-Re: Zookeeper protocol weirdness and pure Python kazoo client
Ben Bangert 2012-08-31, 04:00
On Aug 30, 2012, at 5:10 PM, Henry Robinson <[EMAIL PROTECTED]> wrote:
> FWIW, this is my only reservation about a pure Python client - there isn't
> a spec, and three separate implementations that might have subtly different
> behaviours can be a nightmare to maintain. Ben - if you're able to turn any
> of your efforts towards documenting your observations about how the
> protocol actually works, that would be awesome.
Given that most ppl don't use the client directly, they program against 'helpers' such as Curator, I'm not sure thats such a big deal. The c style of completion callbacks already wasn't terribly useful with the fact that Python has its basic threading way, and many ppl use gevent for an async style (or twisted, also quite different).

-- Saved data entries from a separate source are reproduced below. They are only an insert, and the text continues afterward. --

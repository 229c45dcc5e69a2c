use std::collections::HashMap;
use std::sync::Arc;

use tokio::sync::{Mutex, RwLock};

use crate::error::{Result, ResultsStoreError};
use crate::types::{QuestionNumber, QuestionResult, SubmissionAggregate, SubmissionKey};

/// Outcome of a `store` call, surfaced for logging and for tests that
/// assert the first-writer-wins-unless-upgrading-error-to-success rule.
#[derive(Debug, Clone, Copy, PartialEq, Eq)]
pub enum StoreOutcome {
    Inserted,
    UpgradedErrorToSuccess,
    DroppedNotAnUpgrade,
    DroppedFinalized,
}

/// Outcome of attempting to claim the finalize slot for a submission.
#[derive(Debug, Clone, Copy, PartialEq, Eq)]
pub enum BeginFinalize {
    /// This call won the claim; the caller must run its DB write and then
    /// call `complete_finalize`.
    Claimed,
    NotReady,
    AlreadyFinalizing,
    AlreadyFinalized,
}

/// Process-local, concurrency-safe mapping from `SubmissionKey` to
/// `SubmissionAggregate` (spec §4.3). Each submission's aggregate lives
/// behind its own `tokio::sync::Mutex`, reached through a `RwLock`-guarded
/// directory, so concurrent writers for different submissions never
/// contend and two writers for the same question serialize through the
/// same per-submission lock.
#[derive(Default)]
pub struct ResultsStore {
    aggregates: RwLock<HashMap<SubmissionKey, Arc<Mutex<SubmissionAggregate>>>>,
}

impl ResultsStore {
    pub fn new() -> Self {
        Self::default()
    }

    async fn cell_for(
        &self,
        submission_key: &str,
        total_questions: u32,
    ) -> Arc<Mutex<SubmissionAggregate>> {
        if let Some(cell) = self.aggregates.read().await.get(submission_key) {
            return cell.clone();
        }

        let mut guard = self.aggregates.write().await;
        guard
            .entry(submission_key.to_string())
            .or_insert_with(|| {
                Arc::new(Mutex::new(SubmissionAggregate::new(
                    submission_key.to_string(),
                    total_questions,
                )))
            })
            .clone()
    }

    /// Idempotently inserts `question_result` under `question_number`.
    /// `total_questions` is sourced from the triggering `ANALYSIS_COMPLETE`
    /// event and establishes the aggregate on first write; later calls for
    /// the same submission never lower it.
    pub async fn store(
        &self,
        submission_key: &str,
        total_questions: u32,
        question_number: QuestionNumber,
        question_result: QuestionResult,
    ) -> StoreOutcome {
        let cell = self.cell_for(submission_key, total_questions).await;
        let mut aggregate = cell.lock().await;

        if aggregate.finalized {
            tracing::debug!(
                submission_key,
                question_number,
                "results_store_write_ignored_finalized"
            );
            return StoreOutcome::DroppedFinalized;
        }

        match aggregate.results.get(&question_number) {
            None => {
                aggregate.results.insert(question_number, question_result);
                StoreOutcome::Inserted
            }
            Some(existing) if existing.has_error() && !question_result.has_error() => {
                aggregate.results.insert(question_number, question_result);
                StoreOutcome::UpgradedErrorToSuccess
            }
            Some(_) => StoreOutcome::DroppedNotAnUpgrade,
        }
    }

    pub async fn get_raw(&self, submission_key: &str) -> Result<SubmissionAggregate> {
        let guard = self.aggregates.read().await;
        let cell = guard
            .get(submission_key)
            .ok_or_else(|| ResultsStoreError::NotFound(submission_key.to_string()))?
            .clone();
        drop(guard);
        Ok(cell.lock().await.clone())
    }

    pub async fn get_transformed(&self, submission_key: &str) -> Result<Vec<QuestionResult>> {
        Ok(self.get_raw(submission_key).await?.transformed())
    }

    pub async fn list_all(&self) -> Vec<SubmissionKey> {
        self.aggregates.read().await.keys().cloned().collect()
    }

    pub async fn has(&self, submission_key: &str) -> bool {
        self.aggregates.read().await.contains_key(submission_key)
    }

    pub async fn clear(&self, submission_key: &str) {
        self.aggregates.write().await.remove(submission_key);
    }

    /// Claim the finalize slot for `submission_key`, if the aggregate is
    /// complete, not already finalized, and no other caller is currently
    /// finalizing it. The caller must follow a `Claimed` result with
    /// exactly one call to [`Self::complete_finalize`].
    pub async fn begin_finalize(&self, submission_key: &str) -> BeginFinalize {
        let Some(cell) = self.aggregates.read().await.get(submission_key).cloned() else {
            return BeginFinalize::NotReady;
        };
        let mut aggregate = cell.lock().await;

        if aggregate.finalized {
            return BeginFinalize::AlreadyFinalized;
        }
        if aggregate.finalizing {
            return BeginFinalize::AlreadyFinalizing;
        }
        if !aggregate.is_complete() {
            return BeginFinalize::NotReady;
        }

        aggregate.finalizing = true;
        BeginFinalize::Claimed
    }

    /// Release the finalize slot claimed by [`Self::begin_finalize`].
    /// `success = true` flips `finalized` permanently; `success = false`
    /// marks `finalization_failed` and leaves `finalized` false so a
    /// manual retry can re-run the step (spec §4.7).
    pub async fn complete_finalize(&self, submission_key: &str, success: bool) {
        let Some(cell) = self.aggregates.read().await.get(submission_key).cloned() else {
            return;
        };
        let mut aggregate = cell.lock().await;
        aggregate.finalizing = false;
        if success {
            aggregate.finalized = true;
            aggregate.finalization_failed = false;
        } else {
            aggregate.finalization_failed = true;
        }
    }
}

#[cfg(test)]
mod tests {
    use super::*;
    use crate::types::SubResult;

    fn result(submission_key: &str, question_number: u32, error: bool) -> QuestionResult {
        let sub = if error {
            SubResult::error("boom")
        } else {
            SubResult::success(90.0, vec![], Default::default())
        };
        QuestionResult {
            submission_key: submission_key.to_string(),
            question_number,
            pronunciation: sub.clone(),
            grammar: sub.clone(),
            lexical: sub.clone(),
            vocabulary: sub.clone(),
            fluency: sub,
            transcript: "hello".to_string(),
            audio_duration: 10.0,
            duration_feedback: None,
        }
    }

    #[tokio::test]
    async fn first_write_is_inserted() {
        let store = ResultsStore::new();
        let outcome = store.store("s1", 1, 1, result("s1", 1, false)).await;
        assert_eq!(outcome, StoreOutcome::Inserted);
    }

    #[tokio::test]
    async fn duplicate_success_write_is_dropped() {
        let store = ResultsStore::new();
        store.store("s1", 1, 1, result("s1", 1, false)).await;
        let outcome = store.store("s1", 1, 1, result("s1", 1, false)).await;
        assert_eq!(outcome, StoreOutcome::DroppedNotAnUpgrade);
    }

    #[tokio::test]
    async fn error_then_success_upgrades() {
        let store = ResultsStore::new();
        store.store("s1", 1, 1, result("s1", 1, true)).await;
        let outcome = store.store("s1", 1, 1, result("s1", 1, false)).await;
        assert_eq!(outcome, StoreOutcome::UpgradedErrorToSuccess);
    }

    #[tokio::test]
    async fn success_then_error_is_dropped() {
        let store = ResultsStore::new();
        store.store("s1", 1, 1, result("s1", 1, false)).await;
        let outcome = store.store("s1", 1, 1, result("s1", 1, true)).await;
        assert_eq!(outcome, StoreOutcome::DroppedNotAnUpgrade);
    }

    #[tokio::test]
    async fn finalize_claim_is_single_shot() {
        let store = ResultsStore::new();
        store.store("s1", 1, 1, result("s1", 1, false)).await;
        assert_eq!(store.begin_finalize("s1").await, BeginFinalize::Claimed);
        assert_eq!(
            store.begin_finalize("s1").await,
            BeginFinalize::AlreadyFinalizing
        );
        store.complete_finalize("s1", true).await;
        assert_eq!(
            store.begin_finalize("s1").await,
            BeginFinalize::AlreadyFinalized
        );
    }

    #[tokio::test]
    async fn writes_after_finalize_are_dropped() {
        let store = ResultsStore::new();
        store.store("s1", 1, 1, result("s1", 1, false)).await;
        store.begin_finalize("s1").await;
        store.complete_finalize("s1", true).await;
        let outcome = store.store("s1", 1, 1, result("s1", 1, false)).await;
        assert_eq!(outcome, StoreOutcome::DroppedFinalized);
    }

    #[tokio::test]
    async fn not_ready_until_all_questions_present() {
        let store = ResultsStore::new();
        store.store("s1", 2, 1, result("s1", 1, false)).await;
        assert_eq!(store.begin_finalize("s1").await, BeginFinalize::NotReady);
    }

    #[tokio::test]
    async fn get_transformed_is_ordered_by_question_number() {
        let store = ResultsStore::new();
        store.store("s1", 3, 2, result("s1", 2, false)).await;
        store.store("s1", 3, 3, result("s1", 3, false)).await;
        store.store("s1", 3, 1, result("s1", 1, false)).await;
        let transformed = store.get_transformed("s1").await.unwrap();
        let numbers: Vec<u32> = transformed.iter().map(|r| r.question_number).collect();
        assert_eq!(numbers, vec![1, 2, 3]);
    }

    #[tokio::test]
    async fn get_raw_missing_submission_is_not_found() {
        let store = ResultsStore::new();
        assert!(matches!(
            store.get_raw("nope").await,
            Err(ResultsStoreError::NotFound(_))
        ));
    }
}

The C binding falls apart badly with gevent, since gevent has issues talking across the C thread to the gevent hub. This necessitates a lot of very hacky Python code to try and bridge it, which isn't needed when its pure Python. And trying to finangle the zookeeper logging stream into proper Python logging was another set of hacks.
Right now, the code for the protocol handling looks very close to the Java client (Alan Cabrera did some great work on pookeeper which I refactored into kazoo). I don't see any reason to deviate too heavily, though of course there are some things that are nicer to implement for a more Pythonic feel. Keeping the 'feel' from a user perspective similar to the existing Zookeeper Programmers Guide is best just to avoid having to replicate docs.
On the happy note, Kazoo actually has a good amount of docs:
Unfortunately the C lib only has doc strings, which make the Java API docs look like a documentation heaven in comparison. And you can't even get to the C API docs online... I finally got tired of digging them out of the source and using doxygen so I copied them up to my own server here:
Some notes on the implementation...
Pure Python Zookeeper implementation:
- Approx. 280 lines of code for the socket response/request handling
- Approx. 250 lines of code for the request/response serialization/deserialization
- Anyone that knows Python reasonably well can trouble-shoot and contribute
- Can be used in gevent, Pypy, Jython (Jython doesn't even have a GIL!)
- Worst case... an exception bubbles up that you might have to catch
zkpython (Python binding to C lib):
- Approx. 1500 lines of C (Not including the C lib itself, which is another ~ 8000 lines of code)
- Anyone that knows and wants to read the C library *and* Python *and* the Python C binding tricks can trouble-shoot and contribute. And maybe the patches will actually be accepted and incorporated at some point...
- Only usable with CPython
- Worst case... Python segfaults
I really don't know many (hardly any) Python developers that know C well enough to debug it or dive into it. If their only Zookeeper experience is marred by bugs in the 'black box' of C, they'll move on to something else. Which saddens me cause I think Zookeeper is pretty awesome.
It took a week for us to figure out why our test suite failed on rare occasions. This wasn't helped by the fact that Zookeeper doesn't tell you if you supply a bad session id/password you don't get what you do in every app known to mankind (bad password or username).... it tells you SESSION_EXPIRED. Which is insanely confusing when you see your other client using that id/password happily connected still. We had to debug the Java server, use gdb and such to debug two C libs, etc. I really really don't want to ever repeat that experience, it was that bad. :)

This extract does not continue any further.